Some scientists think it is possible to travel through time. Usually, when we consider the potential scenarios for time travel, we encounter the idea that the future time traveller interferes with the past, and that that past is predestined, as it were, to bring about the future. Is this a result of the ‘prior knowledge’ that we have? In his solo presentation ‘Via Lucis’, Chaim van Luit (1985, Heerlen, NL) speculates about the past, present and future by interconnecting various time lines in parallel universes. Anyone who sees his spectacular yet intimate installation of works in diverse media can endorse what scientists claim: time travel is possible!
The surroundings of Maastricht, where Chaim van Luit lives, are a veritable treasure-house of artefacts that attest to the presence of ancient peoples such as the Celts, the Eburones and the Romans. Nearly every day he happens to cross some important trading route of the Romans in South Limburg. Van Luit followed the traces of this route, and the ‘discoveries’ that he made while doing so make up the point of departure for the exhibition titled ‘Via Lucis’ (Way of Light). Time and history are linked by his ‘shedding of light’ on these finds, which include not only ancient coins, insects sculpted in marble and hairs of the mammoth, but also ideas. A photographic work in the exhibition shows, for instance, a spider which, caught in a drop of resin from a conifer roughly forty million years ago, remained preserved for eternity. Dangling above this ancient specimen captured in amber is a second – modern day – spider.
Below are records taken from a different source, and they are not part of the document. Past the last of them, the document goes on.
//! Capability detection: which optional TcBuild steps apply to a project

use super::command::BuildFlags;
use super::error::{JobError, Result};
use super::locator::ProjectLocator;
use super::xml::{child_element, child_text, is_element, parse_document};
use crate::fs::FileSystem;
use std::fmt;
use std::path::{Path, PathBuf};
use tracing::debug;

/// Rule file that enables static analysis when it sits next to the solution.
pub const STATIC_ANALYSIS_RULES: &str = "static-analysis-rules.csa";

/// Library namespace that marks a project as having unit tests.
pub const UNIT_TEST_NAMESPACE: &str = "TcUnit";

const REFERENCE_TAGS: [&str; 2] = ["LibraryReference", "PlaceholderReference"];

/// Answers to the three capability questions for one run
#[derive(Debug, Clone, Copy, Default, PartialEq, Eq)]
pub struct CapabilityAnswers {
    pub has_static_analysis: bool,
    pub has_unit_tests: bool,
    pub builds_library: bool,
}

/// `major.minor.patch` as written in `ProjectVersion`.
///
/// Components are signed so that odd versions such as `-1.0.0` parse and
/// compare below `0.0.0` instead of failing the run.
#[derive(Debug, Clone, Copy, PartialEq, Eq, PartialOrd, Ord)]
pub struct LibraryVersion {
    pub major: i64,
    pub minor: i64,
    pub patch: i64,
}

impl LibraryVersion {
    pub const DEV: LibraryVersion = LibraryVersion {
        major: 0,
        minor: 0,
        patch: 0,
    };

    pub fn parse(text: &str) -> Result<Self> {
        let parts = text
            .trim()
            .split('.')
            .map(|part| part.trim().parse::<i64>())
            .collect::<std::result::Result<Vec<_>, _>>()
            .map_err(|e| JobError::Config(format!("Invalid version {:?}: {}", text, e)))?;

        match parts.as_slice() {
            [major, minor, patch] => Ok(Self {
                major: *major,
                minor: *minor,
                patch: *patch,
            }),
            _ => Err(JobError::Config(format!(
                "Invalid version. Expected 3 numbers, got {:?}",
                text
            ))),
        }
    }

    /// Versions at or below `0.0.0` are development builds.
    pub fn is_release(&self) -> bool {
        *self > Self::DEV
    }
}

impl fmt::Display for LibraryVersion {
    fn fmt(&self, f: &mut fmt::Formatter<'_>) -> fmt::Result {
        write!(f, "{}.{}.{}", self.major, self.minor, self.patch)
    }
}

#[derive(Debug, Clone, PartialEq, Eq)]
pub struct LibraryIdentity {
    pub title: String,
    pub company: String,
    pub version: LibraryVersion,
    /// `ProjectVersion` exactly as written; TwinCAT names the install folder after it.
    pub version_text: String,
}

impl LibraryIdentity {
    /// `<install_root>/<company>/<title>/<version>`
    pub fn install_path(&self, install_root: &Path) -> PathBuf {
        install_root
            .join(&self.company)
            .join(&self.title)
            .join(&self.version_text)
    }
}

pub struct CapabilityDetector<'fs> {
    fs: &'fs dyn FileSystem,
    install_root: PathBuf,
}

impl<'fs> CapabilityDetector<'fs> {
    pub fn new(fs: &'fs dyn FileSystem, install_root: impl Into<PathBuf>) -> Self {
        Self {
            fs,
            install_root: install_root.into(),
        }
    }

    pub fn has_static_analysis(&self, solution: &Path) -> bool {
        let rules = solution
            .parent()
            .unwrap_or_else(|| Path::new(""))
            .join(STATIC_ANALYSIS_RULES);
        let found = self.fs.exists(&rules);
        debug!("Static analysis rules {}: {}", rules.display(), found);
        found
    }

    /// True if any library or placeholder reference has the TcUnit namespace.
    pub fn has_unit_tests(&self, plcproj: &Path) -> Result<bool> {
        let content = self
            .fs
            .read_to_string(plcproj)
            .map_err(|e| JobError::io(plcproj, e))?;
        let doc = parse_document(plcproj, &content)?;

        let found = doc
            .descendants()
            .filter(|node| REFERENCE_TAGS.iter().any(|tag| is_element(*node, tag)))
            .any(|node| child_text(node, "Namespace") == Some(UNIT_TEST_NAMESPACE));

        if found {
            debug!("Found {} reference in {}", UNIT_TEST_NAMESPACE, plcproj.display());
        } else {
            debug!("Found no references to {} in {}", UNIT_TEST_NAMESPACE, plcproj.display());
        }
        Ok(found)
    }

    /// Reads `Title`, `Company` and `ProjectVersion` from the first top-level
    /// `PropertyGroup` that carries all three.
    pub fn library_identity(&self, plcproj: &Path) -> Result<LibraryIdentity> {
        let content = self
            .fs
            .read_to_string(plcproj)
            .map_err(|e| JobError::io(plcproj, e))?;
        let doc = parse_document(plcproj, &content)?;

        let properties = doc
            .root_element()
            .children()
            .filter(|node| is_element(*node, "PropertyGroup"))
            .find_map(|group| {
                match (
                    child_text(group, "Title"),
                    child_text(group, "Company"),
                    child_text(group, "ProjectVersion"),
                ) {
                    (Some(title), Some(company), Some(version)) => {
                        Some((title.to_string(), company.to_string(), version.to_string()))
                    }
                    _ => None,
                }
            });

        let Some((title, company, version_text)) = properties else {
            return Err(JobError::Config(format!(
                "Did not find Title, Company and ProjectVersion in {}",
                plcproj.display()
            )));
        };

        Ok(LibraryIdentity {
            title,
            company,
            version: LibraryVersion::parse(&version_text)?,
            version_text,
        })
    }

    /// True if the project declares a release version that is not installed yet.
    pub fn should_build_library(&self, plcproj: &Path) -> Result<bool> {
        let identity = self.library_identity(plcproj)?;

        if !identity.version.is_release() {
            debug!("Found dev or invalid version {}", identity.version_text);
            return Ok(false);
        }

        let install_path = identity.install_path(&self.install_root);
        debug!("Checking path {}", install_path.display());
        Ok(!self.fs.is_dir(&install_path))
    }

    /// Evaluates only the questions whose step is enabled, so a skipped step
    /// never reads the descriptors it would need.
    pub fn detect(
        &self,
        locator: &mut ProjectLocator<'_>,
        solution: &Path,
        flags: &BuildFlags,
    ) -> Result<CapabilityAnswers> {
        let mut answers = CapabilityAnswers::default();

        if !flags.skip_static {
            answers.has_static_analysis = self.has_static_analysis(solution);
        }

        if !flags.skip_tests {
            let plcproj = locator.find_package_for_solution(solution)?;
            answers.has_unit_tests = self.has_unit_tests(&plcproj)?;
        }

        if flags.build_library {
            let plcproj = locator.find_package_for_solution(solution)?;
            answers.builds_library = self.should_build_library(&plcproj)?;
        }

        Ok(answers)
    }
}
The exhibition functions as one large installation containing separate elements that relate to each other in their various levels of meaning. As Van Luit’s friend the artist Joep Vossenbeld wrote to him: “Do you know what I think? I think that it’s an aquaduct that you’re working on, a construction meant to connect a source and an estuary. A ‘mental’ aquaduct, its source being here in South Limburg and its outlet in Amsterdam.” Van Luit seeks and then finds: his fascination is for the things we don’t see, things that play beneath the surface and which, once they are exposed, can simply dissolve in the flow of time.
The work of Chaim van Luit is conceptual, in the sense that it explores the relationship between an idea and the form that a work can assume. His frequently poetic images betray an observational stance and a concern for the world that lies beneath the surface of things. Like his ideas for new work, the materials used by Van Luit seem to come out of nowhere, due to an intuitively investigative approach that is always geared to discovery.
Scattered about on a table are fragments of a urinal – an antique model, from 1942, produced by the famous Sphinx factory in Maastricht. The pieces of porcelain lie on a blue cloth; their shadows have been captured by way of a photographic process. Appearing almost inconspicuously among the remnants of the urinal is a fly, in marble, an archeological gem from Egypt. Duchamp begins to whirl about here, not only with connotations of antiquity but also today’s hygienics. Time travel is possible!